I mean, after all, he had to know what was coming, if he'd been hanging round with the woman for a while. Maybe the timing took him by surprise. Maybe it's the enormity of a waited-on moment arriving that freezes him into impotence. He can't handle the fact the woman can be so casual about sex, to the point where she can just instantly take up with another random partner, when Moz clearly can't.

Interesting that it's an outdoor encounter, too, and the close proximity to other people on the beach may have helped a self-conscious, closeted, cloistered Moz be even more cringey in the sexual non-performance (or 'brewer's droop' as it was known when I was in high school, when it was alcohol-induced) stakes.
 
What's really underrated is Johnny's outro riff, which comes in around 3 minutes after the song has effectively ended. Almost thrown away, but I love it - this could easily have formed the basis for an entire new song.
 
Oddly necrophiliac imagery. Suppose pretty girls do indeed make graves. Creepy stuff, if oddly blackly, bleakly funny. Depends on our sense of humour, I suppose, your sex, and whether or not you like women. Definitely not normal imagery or thinking or adjectives: "jungle...graves...Bermuda Triangles." And isn't the start of This Charming Man about him losing his virginity at 13...to a man in the outdoors? Seem to recall reading that. Might well be wrong, it's a long time ago.

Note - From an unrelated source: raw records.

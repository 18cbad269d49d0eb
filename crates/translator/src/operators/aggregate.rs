// Copyright (c) 2025 woxQAQ
//
// Licensed under the MIT License or Apache License 2.0
// See LICENSE files for details

//! `count`, `sum`, `avg`, `min`, `max`
//!
//! On a query source an aggregate builds a new select over the source's
//! FROM, joins, WHERE and GROUP BY with a single aggregate projection. The
//! source's projection does not survive, but selectors still see its
//! projected names (`select(u => ({ a: u.age })).sum(x => x.a)` sums
//! `u.age`). A paged source is aggregated as a derived table. Inside a
//! lambda body that select becomes a scalar subquery.
//!
//! On a group placeholder an aggregate is a plain function call evaluated
//! per group.

use std::sync::Arc;

use linq_sql_expr::MethodCallExpr;
use linq_sql_ir::{CaseExpr, Projection, SelectExpr, SqlExpression, WhenClause};

use super::scalar_result;
use crate::context::{Binding, GroupBinding, TranslationContext};
use crate::error::{TranslationError, TranslationResult};
use crate::visitor::{QueryVisitor, lambda_arg, source_of};

/// Alias suffix of an aggregate projection (`sum_result`)
pub const RESULT_SUFFIX: &str = "_result";

fn function_name(method: &str) -> Option<&'static str> {
    match method {
        "count" => Some("COUNT"),
        "sum" => Some("SUM"),
        "avg" => Some("AVG"),
        "min" => Some("MIN"),
        "max" => Some("MAX"),
        _ => None,
    }
}

pub fn translate_aggregate(
    visitor: &mut QueryVisitor<'_>,
    call: &MethodCallExpr,
    ctx: &Arc<TranslationContext>,
) -> TranslationResult<SqlExpression> {
    let function = function_name(&call.method).ok_or_else(|| TranslationError::UnsupportedMethod {
        method: call.method.clone(),
    })?;

    if let Some(group) = visitor.group_of(source_of(call)?, ctx) {
        return group_aggregate(visitor, call, function, &group, ctx);
    }

    let source = visitor.unpaged_source(call, ctx)?;
    let binding = visitor.binding_of(&source);
    let mut condition = None;
    let value = if call.method == "count" {
        if !call.args.is_empty() {
            let predicate = lambda_arg(call, 0)?;
            condition = Some(visitor.visit_lambda(predicate, vec![binding], ctx)?);
        }
        SqlExpression::constant(1)
    } else if call.args.is_empty() {
        sole_value(&source, &call.method)?
    } else {
        let selector = lambda_arg(call, 0)?;
        visitor.visit_lambda(selector, vec![binding], ctx)?
    };

    let projection = Projection::new(
        SqlExpression::function(function, vec![value]),
        format!("{}{}", call.method, RESULT_SUFFIX),
    )?;
    let mut select = SelectExpr::new(source.alias(), vec![projection], source.from().clone())?;
    select.joins = source.joins;
    select.predicate = source.predicate;
    select.group_by = source.group_by;
    select.having = source.having;
    if let Some(condition) = condition {
        select.and_where(condition);
    }

    Ok(scalar_result(select, ctx))
}

/// Aggregate over the rows of one group
fn group_aggregate(
    visitor: &mut QueryVisitor<'_>,
    call: &MethodCallExpr,
    function: &str,
    group: &GroupBinding,
    ctx: &Arc<TranslationContext>,
) -> TranslationResult<SqlExpression> {
    let row = || vec![Binding::Source(group.row_source().clone())];

    let value = match (call.method.as_str(), call.args.is_empty()) {
        ("count", true) => SqlExpression::constant(1),
        ("count", false) => {
            let predicate = lambda_arg(call, 0)?;
            let condition = visitor.visit_lambda(predicate, row(), ctx)?;
            let when = WhenClause {
                when: condition,
                then: SqlExpression::constant(1),
            };
            SqlExpression::Case(CaseExpr::new(vec![when], None)?)
        }
        (_, true) => return Err(TranslationError::missing(&call.method, "selector")),
        (_, false) => {
            let selector = lambda_arg(call, 0)?;
            visitor.visit_lambda(selector, row(), ctx)?
        }
    };
    Ok(SqlExpression::function(function, vec![value]))
}

/// The single non-star projection of `source`, aggregated when no selector
/// is given (`users.select(u => u.age).max()`)
fn sole_value(source: &SelectExpr, method: &str) -> TranslationResult<SqlExpression> {
    let mut values = source
        .projection()
        .iter()
        .filter(|p| p.star_column().is_none());
    match (values.next(), values.next()) {
        (Some(only), None) => Ok(only.expr().clone()),
        _ => Err(TranslationError::missing(method, "selector")),
    }
}

#[cfg(test)]
mod tests {
    use super::*;

    #[test]
    fn test_function_names() {
        assert_eq!(function_name("avg"), Some("AVG"));
        assert_eq!(function_name("median"), None);
    }
}
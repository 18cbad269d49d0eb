// Copyright (c) 2025 woxQAQ
//
// Licensed under the MIT License or Apache License 2.0
// See LICENSE files for details

//! # SQL expressions
//!
//! This module holds the [`SqlExpression`] node taxonomy and its scalar
//! members. Query-shaped nodes (SELECT, UNION, subqueries) live in
//! [`crate::query`].
//!
//! ## Design
//!
//! The tree mirrors SQL clause structure and is the lowering target of
//! translation. Nodes that carry invariants keep their fields private and are
//! built through fallible constructors, so an invalid tree cannot be observed:
//!
//! - [`TableExpr`] always has a non-empty name and alias
//! - [`ColumnExpr`] always references its owning table node
//! - [`InExpr`] always has at least one constant value
//! - [`CaseExpr`] always has at least one WHEN/THEN clause
//!
//! ## Expression Hierarchy
//!
//! ```text
//! Binary {
//!   left: Column { name: "age", table: Table { name: "Users", alias: "u" } },
//!   op: GreaterThan,
//!   right: Constant(30)
//! }
//! ```
//!
//! Represents: `u.age > 30`

use linq_sql_expr::Value;
use serde::{Deserialize, Serialize};

use crate::error::{IrResult, StructuralError};
use crate::query::{
    ExistsExpr, ScalarSubqueryAsJsonExpr, ScalarSubqueryExpr, SelectExpr, UnionExpr,
};

/// A SQL expression node
#[derive(Debug, Clone, PartialEq)]
pub enum SqlExpression {
    /// Table occurrence with its alias
    Table(TableExpr),

    /// Column of an owning table
    Column(ColumnExpr),

    /// Constant value
    Constant(ConstantExpr),

    /// SELECT statement (top level, derived table or subquery body)
    Select(Box<SelectExpr>),

    /// Binary operation (e.g., `a + b`, `x = 5`)
    Binary(BinaryExpr),

    /// LIKE against a constant pattern
    Like(LikeExpr),

    /// IN against a constant value list
    In(InExpr),

    /// CASE expression
    Case(CaseExpr),

    /// Function call (e.g., `COUNT(1)`, `UPPER(name)`)
    FunctionCall(FunctionCallExpr),

    /// EXISTS (subquery)
    Exists(ExistsExpr),

    /// Single-value correlated subquery
    ScalarSubquery(ScalarSubqueryExpr),

    /// Subquery returning its rows as a JSON document
    ScalarSubqueryAsJson(ScalarSubqueryAsJsonExpr),

    /// UNION [ALL] of selects
    Union(UnionExpr),
}

impl SqlExpression {
    /// Discriminant name, identical to the metadata `type` tag
    pub fn kind(&self) -> &'static str {
        match self {
            SqlExpression::Table(_) => "Table",
            SqlExpression::Column(_) => "Column",
            SqlExpression::Constant(_) => "Constant",
            SqlExpression::Select(_) => "Select",
            SqlExpression::Binary(_) => "Binary",
            SqlExpression::Like(_) => "Like",
            SqlExpression::In(_) => "In",
            SqlExpression::Case(_) => "Case",
            SqlExpression::FunctionCall(_) => "FunctionCall",
            SqlExpression::Exists(_) => "Exists",
            SqlExpression::ScalarSubquery(_) => "ScalarSubquery",
            SqlExpression::ScalarSubqueryAsJson(_) => "ScalarSubqueryAsJson",
            SqlExpression::Union(_) => "Union",
        }
    }

    /// Whether this node can appear in FROM or as a JOIN target
    pub fn is_source(&self) -> bool {
        matches!(
            self,
            SqlExpression::Table(_) | SqlExpression::Select(_) | SqlExpression::Union(_)
        )
    }

    pub fn constant(value: impl Into<Value>) -> Self {
        SqlExpression::Constant(ConstantExpr {
            value: value.into(),
        })
    }

    pub fn binary(left: SqlExpression, op: SqlOperator, right: SqlExpression) -> Self {
        SqlExpression::Binary(BinaryExpr {
            left: Box::new(left),
            op,
            right: Box::new(right),
        })
    }

    pub fn function(name: impl Into<String>, args: Vec<SqlExpression>) -> Self {
        SqlExpression::FunctionCall(FunctionCallExpr {
            name: name.into(),
            args,
        })
    }

    /// Conjunction of an optional existing predicate with a new one
    pub fn and(existing: Option<SqlExpression>, next: SqlExpression) -> Self {
        match existing {
            Some(existing) => SqlExpression::binary(existing, SqlOperator::And, next),
            None => next,
        }
    }

    pub fn as_table(&self) -> Option<&TableExpr> {
        match self {
            SqlExpression::Table(t) => Some(t),
            _ => None,
        }
    }

    pub fn as_column(&self) -> Option<&ColumnExpr> {
        match self {
            SqlExpression::Column(c) => Some(c),
            _ => None,
        }
    }

    pub fn as_select(&self) -> Option<&SelectExpr> {
        match self {
            SqlExpression::Select(s) => Some(s),
            _ => None,
        }
    }

    pub fn as_constant(&self) -> Option<&Value> {
        match self {
            SqlExpression::Constant(c) => Some(&c.value),
            _ => None,
        }
    }
}

/// Table occurrence
#[derive(Debug, Clone, PartialEq, Eq, Hash)]
pub struct TableExpr {
    name: String,
    alias: String,
}

impl TableExpr {
    pub fn new(name: impl Into<String>, alias: impl Into<String>) -> IrResult<Self> {
        let name = name.into();
        let alias = alias.into();
        if name.is_empty() {
            return Err(StructuralError::EmptyName {
                node: "Table".to_string(),
            });
        }
        if alias.is_empty() {
            return Err(StructuralError::EmptyAlias {
                node: "Table".to_string(),
            });
        }
        Ok(Self { name, alias })
    }

    pub fn name(&self) -> &str {
        &self.name
    }

    pub fn alias(&self) -> &str {
        &self.alias
    }
}

/// Column reference, always owned by a table node
#[derive(Debug, Clone, PartialEq, Eq, Hash)]
pub struct ColumnExpr {
    name: String,
    table: TableExpr,
}

/// Column name used for whole-row projections
pub const STAR: &str = "*";

impl ColumnExpr {
    pub fn new(name: impl Into<String>, table: TableExpr) -> IrResult<Self> {
        let name = name.into();
        if name.is_empty() {
            return Err(StructuralError::EmptyName {
                node: "Column".to_string(),
            });
        }
        Ok(Self { name, table })
    }

    /// Whole-row column (`alias.*`)
    pub fn star(table: TableExpr) -> Self {
        Self {
            name: STAR.to_string(),
            table,
        }
    }

    pub fn name(&self) -> &str {
        &self.name
    }

    pub fn table(&self) -> &TableExpr {
        &self.table
    }

    pub fn is_star(&self) -> bool {
        self.name == STAR
    }
}

/// Constant value
#[derive(Debug, Clone, PartialEq)]
pub struct ConstantExpr {
    pub value: Value,
}

/// Binary operation
#[derive(Debug, Clone, PartialEq)]
pub struct BinaryExpr {
    pub left: Box<SqlExpression>,
    pub op: SqlOperator,
    pub right: Box<SqlExpression>,
}

/// SQL binary operators
#[derive(Debug, Clone, Copy, PartialEq, Eq, Hash, Serialize, Deserialize)]
pub enum SqlOperator {
    // Comparison
    Equal,
    NotEqual,
    GreaterThan,
    GreaterThanOrEqual,
    LessThan,
    LessThanOrEqual,

    // Logical
    And,
    Or,

    // Arithmetic
    Add,
    Subtract,
    Multiply,
    Divide,
    Modulo,
}

impl SqlOperator {
    pub fn is_comparison(&self) -> bool {
        matches!(
            self,
            SqlOperator::Equal
                | SqlOperator::NotEqual
                | SqlOperator::GreaterThan
                | SqlOperator::GreaterThanOrEqual
                | SqlOperator::LessThan
                | SqlOperator::LessThanOrEqual
        )
    }

    /// Operator that keeps the truth value when both operands swap sides
    ///
    /// Returns `None` for operators that are not comparisons.
    pub fn flipped(&self) -> Option<SqlOperator> {
        let op = match self {
            SqlOperator::Equal => SqlOperator::Equal,
            SqlOperator::NotEqual => SqlOperator::NotEqual,
            SqlOperator::GreaterThan => SqlOperator::LessThan,
            SqlOperator::GreaterThanOrEqual => SqlOperator::LessThanOrEqual,
            SqlOperator::LessThan => SqlOperator::GreaterThan,
            SqlOperator::LessThanOrEqual => SqlOperator::GreaterThanOrEqual,
            _ => return None,
        };
        Some(op)
    }

    pub fn symbol(&self) -> &'static str {
        match self {
            SqlOperator::Equal => "=",
            SqlOperator::NotEqual => "<>",
            SqlOperator::GreaterThan => ">",
            SqlOperator::GreaterThanOrEqual => ">=",
            SqlOperator::LessThan => "<",
            SqlOperator::LessThanOrEqual => "<=",
            SqlOperator::And => "AND",
            SqlOperator::Or => "OR",
            SqlOperator::Add => "+",
            SqlOperator::Subtract => "-",
            SqlOperator::Multiply => "*",
            SqlOperator::Divide => "/",
            SqlOperator::Modulo => "%",
        }
    }
}

/// LIKE with a constant, already escaped pattern
#[derive(Debug, Clone, PartialEq)]
pub struct LikeExpr {
    pub source: Box<SqlExpression>,
    pub pattern: String,
}

/// IN against constants
#[derive(Debug, Clone, PartialEq)]
pub struct InExpr {
    expr: Box<SqlExpression>,
    values: Vec<Value>,
}

impl InExpr {
    pub fn new(expr: SqlExpression, values: Vec<Value>) -> IrResult<Self> {
        if values.is_empty() {
            return Err(StructuralError::EmptyInList);
        }
        Ok(Self {
            expr: Box::new(expr),
            values,
        })
    }

    pub fn expr(&self) -> &SqlExpression {
        &self.expr
    }

    pub fn values(&self) -> &[Value] {
        &self.values
    }
}

/// One WHEN ... THEN ... branch
#[derive(Debug, Clone, PartialEq)]
pub struct WhenClause {
    pub when: SqlExpression,
    pub then: SqlExpression,
}

/// CASE expression
#[derive(Debug, Clone, PartialEq)]
pub struct CaseExpr {
    when_clauses: Vec<WhenClause>,
    else_result: Option<Box<SqlExpression>>,
}

impl CaseExpr {
    pub fn new(when_clauses: Vec<WhenClause>, else_result: Option<SqlExpression>) -> IrResult<Self> {
        if when_clauses.is_empty() {
            return Err(StructuralError::EmptyCase);
        }
        Ok(Self {
            when_clauses,
            else_result: else_result.map(Box::new),
        })
    }

    pub fn when_clauses(&self) -> &[WhenClause] {
        &self.when_clauses
    }

    pub fn else_result(&self) -> Option<&SqlExpression> {
        self.else_result.as_deref()
    }
}

/// Function call
#[derive(Debug, Clone, PartialEq)]
pub struct FunctionCallExpr {
    pub name: String,
    pub args: Vec<SqlExpression>,
}
/// Member of a select row
///
/// Projected columns resolve to their expression; `<member>_all` unwraps to
/// its table; otherwise the member is read from the star projection. With no
/// usable star this degrades to a column on the select alias.
fn select_member(select: &SelectExpr, member: &str) -> TranslationResult<SqlExpression> {
    if let Some(projection) = select.find_projection(member) {
        return Ok(projection.expr().clone());
    }

    let whole_row = format!("{}{}", member, WHOLE_ROW_SUFFIX);
    if let Some(column) = select
        .find_projection(&whole_row)
        .and_then(Projection::star_column)
    {
        return Ok(SqlExpression::Table(column.table().clone()));
    }

    let stars: Vec<&ColumnExpr> = select.star_projections().collect();
    let table = match stars.as_slice() {
        [only] => only.table().clone(),
        [first, ..] => {
            warn!(
                member,
                select = select.alias(),
                candidates = stars.len(),
                "ambiguous member on multiple star projections, using the first"
            );
            first.table().clone()
        }
        [] => {
            warn!(
                member,
                select = select.alias(),
                "member not found in projection, using a column on the select alias"
            );
            TableExpr::new(select.alias(), select.alias())?
        }
    };
    Ok(SqlExpression::Column(ColumnExpr::new(member, table)?))
}

/// `.length` and date parts of a scalar
fn scalar_member(scalar: SqlExpression, member: &str) -> TranslationResult<SqlExpression> {
    let function = match member {
        "length" => "LEN",
        "year" => "YEAR",
        "month" => "MONTH",
        "day" => "DAY",
        "date" => "DATE",
        "hour" => "HOUR",
        "minute" => "MINUTE",
        "second" => "SECOND",
        _ => {
            return Err(TranslationError::unsupported(format!(
                "member '{}' of {}",
                member,
                scalar.kind()
            )));
        }
    };
    Ok(SqlExpression::function(function, vec![scalar]))
}

#[cfg(test)]
mod tests {
    use super::*;

    fn users() -> TableExpr {
        TableExpr::new("Users", "u").unwrap()
    }

    #[test]
    fn test_constant_left_comparison_flips() {
        let age = SqlExpression::Column(ColumnExpr::new("age", users()).unwrap());
        let flipped = binary_expression(
            SqlExpression::constant(30),
            SqlOperator::LessThan,
            age.clone(),
        );
        assert_eq!(
            flipped,
            SqlExpression::binary(age.clone(), SqlOperator::GreaterThan, SqlExpression::constant(30))
        );

        let kept = binary_expression(SqlExpression::constant(30), SqlOperator::Subtract, age.clone());
        assert!(matches!(
            kept,
            SqlExpression::Binary(ref b) if b.op == SqlOperator::Subtract
                && matches!(*b.left, SqlExpression::Constant(_))
        ));
    }

    #[test]
    fn test_select_member_degrades_without_star() {
        let name = SqlExpression::Column(ColumnExpr::new("name", users()).unwrap());
        let select = SelectExpr::new(
            "u",
            vec![Projection::new(name.clone(), "name").unwrap()],
            SqlExpression::Table(users()),
        )
        .unwrap();

        assert_eq!(select_member(&select, "name").unwrap(), name);
        let fallback = select_member(&select, "email").unwrap();
        let column = fallback.as_column().unwrap();
        assert_eq!(column.name(), "email");
        assert_eq!(column.table().name(), "u");
    }

    #[test]
    fn test_scalar_members() {
        let date = SqlExpression::Column(ColumnExpr::new("createdAt", users()).unwrap());
        let year = scalar_member(date.clone(), "year").unwrap();
        assert_eq!(year, SqlExpression::function("YEAR", vec![date.clone()]));
        assert!(scalar_member(date, "weekday").is_err());
    }
}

Have to say, though: "She wants it now/and she will not wait/but she's too rough/and I'm too delicate" is one of the best rhyming couplets I have ever heard, funny and cringe-worthy at the same time. Sounds like the same horrifying encounter from Heaven Knows I'm Miserable Now: 'What she asked of me at the end of the day/Caligula would have blushed/"Oh you've been in the house too long," she said"/And I naturally fled.' Shrug. Have to say, though, I do love the song.

In the live version of the song below (and above), when he's singing, he looks to me like he's reliving shame and pain and traumatic psychosexual embarrassment, repeatedly covering his face at memories. It's almost painful to watch in itself. Or maybe the lighting was too bright. :)



Yeah. In that part of the book there's a lot of resentment that he's trapped in an aggressively heterosexual culture. And his friends have started to chase girls & disappear on him.
 
Yeah. In that part of the book there's a lot of resentment that he's trapped in an aggressively heterosexual culture.
Has it ever left? If it had, he wouldn’t have included it in the book, etc.
And his friends have started to chase girls & disappear on him.
 
An oddity in that the lyrics are wonderful; the guitar is wonderful; the title is wonderful...but it doesn't quite work. There are a couple of songs on the debut which don't quite shimmer and glow - this is one of them. Agree that the session version is better...it's just not incredible. After all, it is a ludicrously high bar.
 
In regards to the negative aspects of heterosexual culture, it’s not so easy to just wipe away over night.
For example, just because they had a black president in America it doesn’t mean that racism has ended in America.
True, lot of anti-white as well as anti-black racism in America now, eagerly egged on by the media.